═══ SUPPLIED MATERIAL
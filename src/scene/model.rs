use glam::{Mat4, Quat, Vec3};

use crate::assets::obj::{self, GroupRange, MeshWithMaterials};
use crate::assets::MaterialTable;
use crate::camera::CameraController;
use crate::error::RendererError;
use crate::renderer::gpu::{Gpu, GpuMesh, Program, Texture, Uniform, VertexStreams};
use crate::renderer::textures::TextureLibrary;
use crate::scene::{
    set_matrices, FrameContext, RenderObject, Transform, LIT_FRAGMENT_SHADER, LIT_VERTEX_SHADER,
};

pub const STATION_OBJ: &str = include_str!("../../assets/models/station.obj");
pub const STATION_MTL: &str = include_str!("../../assets/models/station.mtl");

/// Draw state of one material group.
#[derive(Debug, Clone, PartialEq)]
struct GroupDraw {
    range: GroupRange,
    color: [f32; 4],
    texture: Option<Texture>,
}

/// A parsed model drawn one material group at a time, scaled to unit size
/// and slowly spinning around Y.
pub struct Model {
    placement: Transform,
    /// Moves the model's bounding box center to the origin and its largest
    /// dimension to 1.
    normalization: Mat4,
    spin_speed: f32,
    spin_degrees: f32,
    groups: Vec<GroupDraw>,
    emissive: f32,
    resources: Option<(Program, GpuMesh)>,
}

impl Model {
    /// Parses `.obj` and `.mtl` text and uploads the result.
    pub fn from_sources(
        gpu: &mut dyn Gpu,
        textures: &mut dyn TextureLibrary,
        obj_text: &str,
        mtl_text: &str,
        placement: Transform,
        spin_speed: f32,
    ) -> Result<Model, RendererError> {
        let materials = MaterialTable::parse_str(mtl_text);
        let mesh = obj::parse_str(obj_text, Some(&materials))?;
        Model::new(gpu, textures, &mesh, placement, spin_speed)
    }

    pub fn new(
        gpu: &mut dyn Gpu,
        textures: &mut dyn TextureLibrary,
        mesh: &MeshWithMaterials,
        placement: Transform,
        spin_speed: f32,
    ) -> Result<Model, RendererError> {
        let program = gpu.create_program(LIT_VERTEX_SHADER, LIT_FRAGMENT_SHADER)?;
        let (indices, ranges) = mesh.build_index_buffer();
        let gpu_mesh = gpu.upload_mesh(
            VertexStreams {
                positions: &mesh.positions,
                normals: mesh.normals.as_deref(),
                uvs: Some(&mesh.uvs),
            },
            &indices,
        );

        let groups = mesh
            .groups
            .iter()
            .zip(ranges)
            .map(|(group, range)| {
                let material = group.material_or_default();
                let [r, g, b] = material.diffuse;
                let texture = material
                    .diffuse_texture
                    .as_deref()
                    .and_then(|name| textures.texture(gpu, name));
                GroupDraw {
                    range,
                    color: [r, g, b, material.alpha],
                    texture,
                }
            })
            .collect();

        let bounds = mesh.bounding_box();
        let scale = bounds.normalization_scale();
        let normalization = Mat4::from_scale(Vec3::splat(scale))
            * Mat4::from_translation(-Vec3::from(bounds.center()));

        Ok(Model {
            placement,
            normalization,
            spin_speed,
            spin_degrees: 0.0,
            groups,
            // Without normals there is nothing to light.
            emissive: if mesh.normals.is_some() { 0.0 } else { 1.0 },
            resources: Some((program, gpu_mesh)),
        })
    }

    pub fn model_matrix(&self) -> Mat4 {
        let transform = Transform {
            rotation: self.placement.rotation * Quat::from_rotation_y(self.spin_degrees.to_radians()),
            ..self.placement
        };
        transform.matrix() * self.normalization
    }
}

impl RenderObject for Model {
    fn update(&mut self, dt: f32, _camera: &dyn CameraController) {
        self.spin_degrees = (self.spin_degrees + dt * self.spin_speed) % 360.0;
    }

    fn draw(&self, gpu: &mut dyn Gpu, frame: &FrameContext) {
        let Some((program, mesh)) = &self.resources else {
            return;
        };
        gpu.use_program(*program);
        set_matrices(gpu, *program, self.model_matrix(), frame);
        gpu.set_uniform(*program, "u_emissive", Uniform::Float(self.emissive));
        gpu.set_uniform(*program, "u_texture", Uniform::Int(0));
        for group in &self.groups {
            gpu.set_uniform(*program, "u_color", Uniform::Vec4(group.color));
            gpu.set_uniform(
                *program,
                "u_use_texture",
                Uniform::Int(group.texture.is_some() as i32),
            );
            gpu.bind_texture(0, group.texture);
            gpu.draw_elements(mesh, group.range.first_index, group.range.index_count);
        }
    }

    fn release(&mut self, gpu: &mut dyn Gpu) {
        if let Some((program, mesh)) = self.resources.take() {
            gpu.delete_mesh(&mesh);
            gpu.delete_program(program);
        }
    }
}

#[cfg(test)]
mod tests {
    use super::*;
    use crate::error::ParseError;
    use crate::renderer::recording::{Call, RecordingGpu};
    use crate::scene::tests::{frame, NoTextures};

    #[test]
    fn embedded_station_parses_cleanly() -> Result<(), ParseError> {
        let materials = MaterialTable::parse_str(STATION_MTL);
        assert!(materials.diagnostics().is_empty());
        let mesh = obj::parse_str(STATION_OBJ, Some(&materials))?;

        assert_eq!(mesh.material_library.as_deref(), Some("station.mtl"));
        assert!(mesh.missing_references.is_empty());
        let names: Vec<&str> = mesh.groups.iter().map(|g| g.name.as_str()).collect();
        assert_eq!(names, vec!["hull", "panel", "beacon"]);
        assert_eq!(mesh.triangle_count(), 12 + 4 + 4);
        assert!((mesh.group("beacon").unwrap().material.as_ref().unwrap().alpha - 0.9).abs() < 1e-6);
        assert_eq!(mesh.bounding_box().max_dimension(), 4.0);
        Ok(())
    }

    #[test]
    fn draws_each_group_with_its_material() -> Result<(), RendererError> {
        let mut gpu = RecordingGpu::new();
        let mut textures = NoTextures::default();
        let model = Model::from_sources(
            &mut gpu,
            &mut textures,
            STATION_OBJ,
            STATION_MTL,
            Transform::default(),
            0.0,
        )?;
        assert_eq!(textures.lookups, vec!["textures/solar_panel.png".to_string()]);

        gpu.take_calls();
        model.draw(&mut gpu, &frame());
        let draws: Vec<(usize, usize)> = gpu
            .calls
            .iter()
            .filter_map(|call| match call {
                Call::DrawElements {
                    first_index,
                    index_count,
                    ..
                } => Some((*first_index, *index_count)),
                _ => None,
            })
            .collect();
        assert_eq!(draws, vec![(0, 36), (36, 12), (48, 12)]);

        let (program, _) = model.resources.as_ref().unwrap();
        assert!(gpu.calls.contains(&Call::SetUniform(
            *program,
            "u_color".to_string(),
            Uniform::Vec4([0.12, 0.2, 0.55, 1.0])
        )));
        Ok(())
    }

    #[test]
    fn missing_material_falls_back_to_default() -> Result<(), RendererError> {
        let mut gpu = RecordingGpu::new();
        let mut textures = NoTextures::default();
        let model = Model::from_sources(
            &mut gpu,
            &mut textures,
            "v 0 0 0\nv 1 0 0\nv 0 1 0\nusemtl ghost\nf 1 2 3\n",
            "",
            Transform::default(),
            0.0,
        )?;
        assert_eq!(model.groups[0].color, [0.8, 0.8, 0.8, 1.0]);
        assert_eq!(model.emissive, 1.0);
        Ok(())
    }

    #[test]
    fn normalizes_to_unit_size_around_the_center() -> Result<(), RendererError> {
        let mut gpu = RecordingGpu::new();
        let model = Model::from_sources(
            &mut gpu,
            &mut NoTextures::default(),
            "v 2 2 2\nv 6 2 2\nv 2 4 2\nf 1 2 3\n",
            "",
            Transform::from_translation(Vec3::new(0.0, 1.0, 0.0)),
            0.0,
        )?;
        let matrix = model.model_matrix();
        let far_corner = matrix.transform_point3(Vec3::new(6.0, 2.0, 2.0));
        assert!((far_corner - Vec3::new(0.5, 0.75, 0.0)).length() < 1e-5);
        Ok(())
    }

    #[test]
    fn geometry_errors_reach_the_caller() {
        let mut gpu = RecordingGpu::new();
        let result = Model::from_sources(
            &mut gpu,
            &mut NoTextures::default(),
            "v 0 zero 0\n",
            "",
            Transform::default(),
            0.0,
        );
        assert!(matches!(
            result,
            Err(RendererError::Parse(ParseError::InvalidNumber { line: 1, .. }))
        ));
        assert_eq!(gpu.live_count(), 0);
    }
}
══════
*TASK TO COMPLETE*.
Search the listing for the word "MeshWithMaterials" and return each line that holds it.

*ANSWER SPACE*.
use crate::assets::obj::{self, GroupRange, MeshWithMaterials};
        mesh: &MeshWithMaterials,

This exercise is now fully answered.